At the time of her loss, she was commanded by CDR Wes Harvey.  Thresher was the first of a new class that significantly advanced the technological level of nuclear attack submarines.  She had just completed an overhaul and was lost in a dive at test depth in over 8000 feet of water, the first nuclear submarine ever to be lost.  In the wake of this disaster, many lessons were learned that resulted in the SubSafe Program, involving the redesign of ship systems and procedures, as well as rigorous periodic inspections of welds in submarines.

MAY

  
USS Squalus (SS-192) was lost on 23-May-1939 with a loss of 26 crew.  33 rescued when it flooded and sank off Portsmouth, NH.
Sources:  R, D,SFLM
Remarks:  She flooded via the main induction piping. Despite the loss, a substantial portion of her crew was rescued.   Squalus herself was raised, overhauled and refitted, then re-commissioned as Sailfish.  Under that name, she won one Presidential Unit Citation during World War II, and sank 45,000 tons of enemy shipping, including an escort carrier.

  
USS Gudgeon (SS-211) was lost on 12 May 1944 with the loss of 79 officers and men when it was sunk off Saipan near Maug Island in the northern Mariajas.
Sources:  R, D, Ros, SFLM, WDR
Remarks:  Loss declared after 14 May 44.  Ostlund says his research shows loss northeast of Iwo Jima.  On 18 April.  WDR date spread 4-7-44 to 5-12-44

Winner of 5 Presidential Unit Citations, Gudgeon was on her twelfth war patrol.  Commanded by LCDR R.A. Bonin, Gudgeon was lost most likely to a combined air and surface antisubmarine attack.  Gudgeon had been the first US submarine to go on patrol from Hawaii following the Japanese attack on Pearl Harbor, and headed directly into Japanese home waters.  On that first patrol, she had become the first US submarine to sink an enemy warship, picking off the submarine I-173.

  
USS Lagarto (SS-371) was lost on or shortly after 3-May-1945 with the loss of 86 crew when it was sunk in off Malay Coast in or near the Gulf of Siam 7° 55N; 102° 00E.
Sources:  R, D, Ros, SFLM, WDR
Remarks:  Diveable water of less than 200 feet.  The Lagarto has been located and the US Navy is aware of her location and the condition of the hull.

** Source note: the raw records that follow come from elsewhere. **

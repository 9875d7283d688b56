// Enable `OnceLock::get_or_try_init`
#![feature(once_cell_try)]

use std::{
    fmt,
    io::{self, Write},
    mem,
    path::PathBuf,
    pin::Pin,
    str::{self, FromStr},
    sync::OnceLock,
    task::{ready, Context, Poll},
};

use anyhow::{format_err, Result};
use argh::{EarlyExit, FromArgs, TopLevelCommand};
use object::{
    read::{SymbolMap, SymbolMapName},
    Object,
};
use rustc_demangle::{demangle, Demangle};
use tokio::io::AsyncWrite;

#[derive(Debug)]
pub struct Args {
    pub opts: Options,
    pub enclave_args: Vec<String>,
}

/// Run an SGX enclave binary in ".sgxs" format.
///
/// Pass args to the enclave like `run-sgx foo.sgxs -- arg-1
/// arg-2 ..`.
///
/// NOTE: secrets must not be passed to the enclave via cli args.
#[derive(Debug, FromArgs)]
pub struct Options {
    /// path to the ".sgxs" enclave binary
    #[argh(positional)]
    pub bin: String,

    // TODO(phlip9): figure out why this isn't working
    /// optional path to the ".sig" enclave SIGSTRUCT file. defaults to the
    /// binary path with ".sig" instead of ".sgxs" if unset.
    #[argh(option)]
    pub sig: Option<String>,

    /// optional path to the original elf binary, before going through the
    /// ".sgxs" conversion.
    ///
    /// Used to symbolize raw backtrace addresses in the event of a panic.
    ///
    /// If unset, will attempt to use the ".sgxs" binary path without the
    /// extension.
    ///
    /// If the file doesn't exist, backtraces just won't be symbolized.
    #[argh(option)]
    pub elf: Option<String>,
}

// -- impl Args -- //

impl Args {
    // Can only load real enclaves on x86_64-unknown-linux
    #[cfg(all(target_arch = "x86_64", target_os = "linux"))]
    pub fn run(self) -> Result<()> {
        use std::path::Path;

        use aesm_client::AesmClient;
        use anyhow::Context;
        use enclave_runner::EnclaveBuilder;
        use run_sgx::aesm_proxy::AesmProxy;
        use sgxs_loaders::isgx;

        let aesm_client = AesmClient::new();

        let mut device = isgx::Device::new()
            .context("Failed to init SGX device")?
            .einittoken_provider(aesm_client)
            .build();

        let bin_path = Path::new(&self.opts.bin);
        let maybe_elf_bin_path =
            self.opts.elf.as_ref().map(PathBuf::from).or_else(|| {
                let elf = bin_path.with_extension("");
                if elf.exists() {
                    Some(elf)
                } else {
                    None
                }
            });
        let mut enclave = EnclaveBuilder::new(bin_path);

        // problem: enclave can't talk to the AESM (fs access denied).
        // solution: proxy TCP connections from "aesm.local" to the local AESM
        // unix socket.
        enclave.usercall_extension(AesmProxy);

        // works for now
        enclave.dummy_signature();

        // TODO(phlip9): figure out why this isn't working
        // let maybe_sig = self.opts.sig.as_ref();
        // let sig_path = maybe_sig
        //     .map(PathBuf::from)
        //     .unwrap_or_else(|| bin_path.with_extension("sig"));
        // dbg!(&sig_path);
        // enclave
        //     .signature(sig_path)
        //     .context("Failed to read .sig sigstruct")?;

        // attach the enclave's args
        enclave.args(self.enclave_args);

        // hook stdout so we can symbolize backtraces
        if let Some(elf_bin_path) = maybe_elf_bin_path {
            ENCLAVE_ELF_BIN_PATH.set(elf_bin_path).expect(
                "ENCLAVE_ELF_BIN_PATH should never be set more than once",
            );
            let stdout = tokio::io::stdout();
            let stdout = backtrace_symbolizer_stream(stdout);
            enclave.stdout(stdout);
        }

        // // TODO(phlip9): for some reason, this causes the runner to hang if
        // the enclave ever panics...
        // enclave.forward_panics(true);

        let enclave_cmd = enclave
            .build(&mut device)
            .map_err(|err| format_err!("{err:#?}"))
            .context("Failed to build enclave")?;

        // TODO(phlip9): catch SIGBUS to print nice error msg on stack overflow?

        enclave_cmd
            .run()
            .map_err(|err| format_err!("{err:#?}"))
            .context("SGX enclave error")?;
        Ok(())
    }

    #[cfg(not(all(target_arch = "x86_64", target_os = "linux")))]
    pub fn run(self) -> Result<()> {
        Err(format_err!(
            "unsupported platform: can only run SGX enclaves on x86_64-linux"
        ))
    }
}

// Manually implement `FromArgs`. We need this b/c argh's parsing seems broken
// for "--" separators (it includes positionals pre separator in the positionals
// post separator).
//
// Ex: `run-sgx -- foo.sgxs` should error "file arg missing", but instead
// parses it into `run-sgx`'s args, not the enclave args.
impl FromArgs for Args {
    fn from_args(cmd_name: &[&str], args: &[&str]) -> Result<Self, EarlyExit> {
        let (our_args, enclave_args) = split_args(args);
        let opts = Options::from_args(cmd_name, our_args)?;

        let enclave_args = enclave_args.iter().map(|s| s.to_string()).collect();

        Ok(Self { opts, enclave_args })
    }
}

impl TopLevelCommand for Args {}

/// Split the args on the first "--" separator (if there is one).
fn split_args<'a>(args: &'a [&'a str]) -> (&'a [&'a str], &'a [&'a str]) {
    let maybe_sep_idx = args.iter().position(|&arg| arg == "--");

    match maybe_sep_idx {
        Some(sep_idx) => args.split_at(sep_idx + 1), // +1 to trim "--"
        None => (args, &[]),
    }
}

// -- impl AsyncLineWriter -- //

/// Buffers writes until we hit a newline, then calls a callback on the line
/// before writing the modified line into the wrapped [`AsyncWrite`].
pub struct AsyncLineWriter<W, F> {
    inner: W,
    buf: Vec<u8>,
    line_callback: F,
    need_flush: bool,
    write_offset: usize,
}

impl<W, F> AsyncLineWriter<W, F>
where
    W: AsyncWrite + Unpin,
    F: Fn(Vec<u8>) -> Vec<u8> + Unpin,
{
    pub fn new(inner: W, line_callback: F) -> Self {
        Self {
            inner,
            buf: Vec::with_capacity(8192),
            line_callback,
            need_flush: false,
            write_offset: 0,
        }
    }

    /// Try to write the buffered (and maybe modified) line, `self.buf`, into
    /// the underlying [`AsyncWrite`]. We won't accept more input until this
    /// pending write is complete.
    fn poll_write_pending(
        &mut self,
        cx: &mut Context<'_>,
    ) -> Poll<io::Result<()>> {
        if !self.need_flush {
            return Poll::Ready(Ok(()));
        }

        let write_buf = &self.buf[self.write_offset..];
        if write_buf.is_empty() {
            self.need_flush = false;
            return Poll::Ready(Ok(()));
        }

        let bytes_written = match Pin::new(&mut self.inner)
            .poll_write(cx, &self.buf[self.write_offset..])
        {
            Poll::Pending => return Poll::Pending,
            Poll::Ready(Err(err)) => return Poll::Ready(Err(err)),
            Poll::Ready(Ok(bytes_written)) => bytes_written,
        };

        self.write_offset += bytes_written;

        // we've written all the pending bytes. reset.
        if self.write_offset == self.buf.len() {
            self.need_flush = false;
            self.write_offset = 0;
            self.buf.clear();
        }

        Poll::Ready(Ok(()))
    }
}

impl<W, F> AsyncWrite for AsyncLineWriter<W, F>
where
    W: AsyncWrite + Unpin,
    F: Fn(Vec<u8>) -> Vec<u8> + Unpin,
{
    /// 1. first try to flush any pending write we might have buffered
    /// 2. accept and buffer more bytes from the input until we see a '\n'
    /// 3. notify the callback of a new line, which they might modify
    /// 4. move into flush mode to write the buffered, modified line before
    ///    accepting more input.
    fn poll_write(
        mut self: Pin<&mut Self>,
        cx: &mut Context<'_>,
        buf: &[u8],
    ) -> Poll<io::Result<usize>> {
        // finish writing any pending writes first.
        ready!(self.poll_write_pending(cx))?;

        // buffer until we find a newline byte
        let newline_idx = memchr::memchr(b'\n', buf);
        let newline_idx = match newline_idx {
            None => {
                // no newline byte yet, just keep buffering
                self.buf.extend_from_slice(buf);
                return Poll::Ready(Ok(buf.len()));
            }
            Some(newline_idx) => newline_idx,
        };

        // we'll only write up to and including the newline
        let buf = &buf[..newline_idx + 1];
        let bytes_written = buf.len();

        // copy line into buf
        self.buf.extend_from_slice(buf);

        // notify the caller of the new line, they can modify it if they wish.
        let buf = mem::take(&mut self.buf);
        self.buf = (self.line_callback)(buf);

        // set mode to flush pending write
        self.need_flush = true;
        self.write_offset = 0;

        Poll::Ready(Ok(bytes_written))
    }

    fn poll_flush(
        mut self: Pin<&mut Self>,
        cx: &mut Context<'_>,
    ) -> Poll<io::Result<()>> {
        ready!(self.poll_write_pending(cx))?;
        Pin::new(&mut self.inner).poll_flush(cx)
    }

    fn poll_shutdown(
        mut self: Pin<&mut Self>,
        cx: &mut Context<'_>,
    ) -> Poll<io::Result<()>> {
        Pin::new(&mut self.inner).poll_shutdown(cx)
    }
}

// -- impl Backtrace -- //

#[derive(Debug)]
struct BacktraceFrame {
    frame_idx: usize,
    instruction_ptr: usize,
    symbol_name: Option<Demangle<'static>>,
}

impl BacktraceFrame {
    fn parse_from_backtrace_line(line: &str) -> Option<Self> {
        // just some quick and dirty parsing code

        // example backtrace line:
        // "  11: 0x3933f\n"

        fn parse_hex(s: &str) -> Option<usize> {
            usize::from_str_radix(s, 16).ok()
        }

        let (frame_idx, rest) =
            line.split_once(": ").and_then(|(prefix, rest)| {
                let prefix = prefix.trim_start();
                let frame_idx = usize::from_str(prefix).ok()?;
                Some((frame_idx, rest))
            })?;

        let instruction_ptr =
            rest.trim_end().strip_prefix("0x").and_then(parse_hex)?;

        Some(Self {
            frame_idx,
            instruction_ptr,
            symbol_name: None,
        })
    }
}

impl fmt::Display for BacktraceFrame {
    fn fmt(&self, f: &mut fmt::Formatter<'_>) -> fmt::Result {
        let idx = self.frame_idx;
        let ip = self.instruction_ptr;

        write!(f, "{idx:>4}: ip={ip:#x}")?;
        if let Some(symbol_name) = &self.symbol_name {
            write!(f, " : {symbol_name:#}")?;
        }
        Ok(())
    }
}

/// A stream that symbolizes backtrace lines. When we see a backtrace line,
/// try to symbolize the line (convert the raw addresses to human-readable
/// symbols).
pub fn backtrace_symbolizer_stream<W: AsyncWrite + Unpin>(
    stream: W,
) -> impl AsyncWrite + Unpin {
    AsyncLineWriter::new(stream, move |mut line_buf| {
        // quickly avoid processing long lines, which definitely aren't
        // backtrace frames
        if line_buf.len() >= 32 {
            return line_buf;
        }

        // only parse utf8-encoded lines
        let line_str = match str::from_utf8(&line_buf) {
            Ok(s) => s,
            Err(_) => return line_buf,
        };

        // try to parse a backtrace frame from this line
        let mut frame =
            match BacktraceFrame::parse_from_backtrace_line(line_str) {
                Some(frame) => frame,
                None => return line_buf,
            };

        // we found a backtrace frame, try to lazily load the elf binary and
        // extract the symbol table
        //
        // 1. Try to resolve the symbol name.
        // 2. The symbol name comes out mangled, e.g.
        //    "_ZN11sgx_enclave4main17h26101c5064988311E", so we need to
        //    demangle to make it pretty, like "sgx_enclave::main".
        frame.symbol_name = enclave_elf_symbol_map()
            .get(frame.instruction_ptr as u64)
            .map(|symbol| demangle(symbol.name()));

        // in the current line, replace the raw backtrace frame with the
        // symbolized version.
        line_buf.clear();
        writeln!(&mut line_buf, "{frame}")
            .expect("Formatting into a Vec<u8> should never fail");
        line_buf
    })
}

// -- lazy load symbol map -- //

fn io_err_other<E>(err: E) -> io::Error
where
    E: Into<Box<dyn std::error::Error + Send + Sync>>,
{
    io::Error::new(io::ErrorKind::Other, err)
}

// The symbol names that `object` parses from a binary are just references to
// parts of the binary, so they can't live longer than the binary itself. This
// is significantly easier if all the lifetimes are 'static, so we just stuff
// these intermediate values into global `OnceLock`s.

static ENCLAVE_ELF_BIN_PATH: OnceLock<PathBuf> = OnceLock::new();

fn enclave_elf_bin_bytes() -> io::Result<&'static [u8]> {
    static ENCLAVE_ELF_BIN_BYTES: OnceLock<Vec<u8>> = OnceLock::new();

    ENCLAVE_ELF_BIN_BYTES
        .get_or_try_init(|| -> io::Result<Vec<u8>> {
            let path = ENCLAVE_ELF_BIN_PATH
                .get()
                .ok_or_else(|| io_err_other("ENCLAVE_ELF_BIN_PATH not set"))?;
            std::fs::read(path).map_err(|err| {
                eprintln!("run-sgx: error reading enclave elf binary: {err}");
                err
            })
        })
        .map(Vec::as_slice)
}

fn enclave_elf_object(
) -> io::Result<&'static object::File<'static, &'static [u8]>> {
    static ENCLAVE_ELF_OBJECT: OnceLock<object::File<'static, &'static [u8]>> =
        OnceLock::new();

    ENCLAVE_ELF_OBJECT.get_or_try_init(|| {
        let bytes = enclave_elf_bin_bytes()?;
        object::File::parse(bytes)
            .map_err(|err| {
                eprintln!("run-sgx: error parsing enclave elf binary as an elf object: {err}");
                io::Error::new(io::ErrorKind::Other, err)
            })
    })
}

fn enclave_elf_symbol_map() -> &'static SymbolMap<SymbolMapName<'static>> {
    static ENCLAVE_ELF_SYMBOL_MAP: OnceLock<SymbolMap<SymbolMapName<'static>>> =
        OnceLock::new();

    ENCLAVE_ELF_SYMBOL_MAP.get_or_init(|| {
        enclave_elf_object()
            .map(|obj| obj.symbol_map())
            // just return an empty symbol map if there was some error
            // reading or parsing the elf binary
            .unwrap_or_else(|_| SymbolMap::new(Vec::new()))
    })
}

// -- main -- //

fn main() {
    // Note: can't just use `argh::from_env` here b/c we need to parse out the
    // enclave args after the "--"

    let args = argh::from_env::<Args>();
    let result = args.run();

    if let Err(err) = result {
        eprintln!("run-sgx error: {err:#}");
        std::process::exit(1);
    }
}

#[cfg(test)]
mod test {
    use super::*;

    #[test]
    fn test_parse_backtrace_frame() {
        let frame = BacktraceFrame::parse_from_backtrace_line("  43: 0x2f648a")
            .unwrap();
        assert_eq!(frame.frame_idx, 43);
        assert_eq!(frame.instruction_ptr, 0x2f648a);

        assert!(BacktraceFrame::parse_from_backtrace_line("").is_none());
        assert!(BacktraceFrame::parse_from_backtrace_line("foo bar").is_none());
        assert!(BacktraceFrame::parse_from_backtrace_line(
            "enclave panic: panicked at 'failed to spawn thread: Os'"
        )
        .is_none());
    }
}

On her second war patrol, commanded by CDR F.D. Latta, she was teaming with the Baya in tracking a convoy.  Lagarto is believed to have been lost to a radar-equipped minelayer, the Hatsutaka.  Even though forced down in shallow (30 fathom) water offering limited chances for evasion, CDR Latta was an experienced captain.  She must have been lost to a lucky direct hit.  In a simple form of justice, Hatsutaka was sunk by Hawkbill less than 2 weeks later.

  
USS Stickleback (SS-415) was lost on 28-May-1958 when it sank off Hawaii while being towed, after collision with USS Silverstein (DE-534).
Sources:  R, D, SFLM
Remarks:  All the crew were taken off prior to sinking.

  
USS Scorpion (SSN-589) was lost on 22-May-1968 with the loss of 99 crew when it was sunk while in transit from Med, 400 miles southwest of the Azores.
Sources:  R, SFLM
Remarks:  Regularly dived for survey HMC Saville from Seadragon was Doc on Scorpion.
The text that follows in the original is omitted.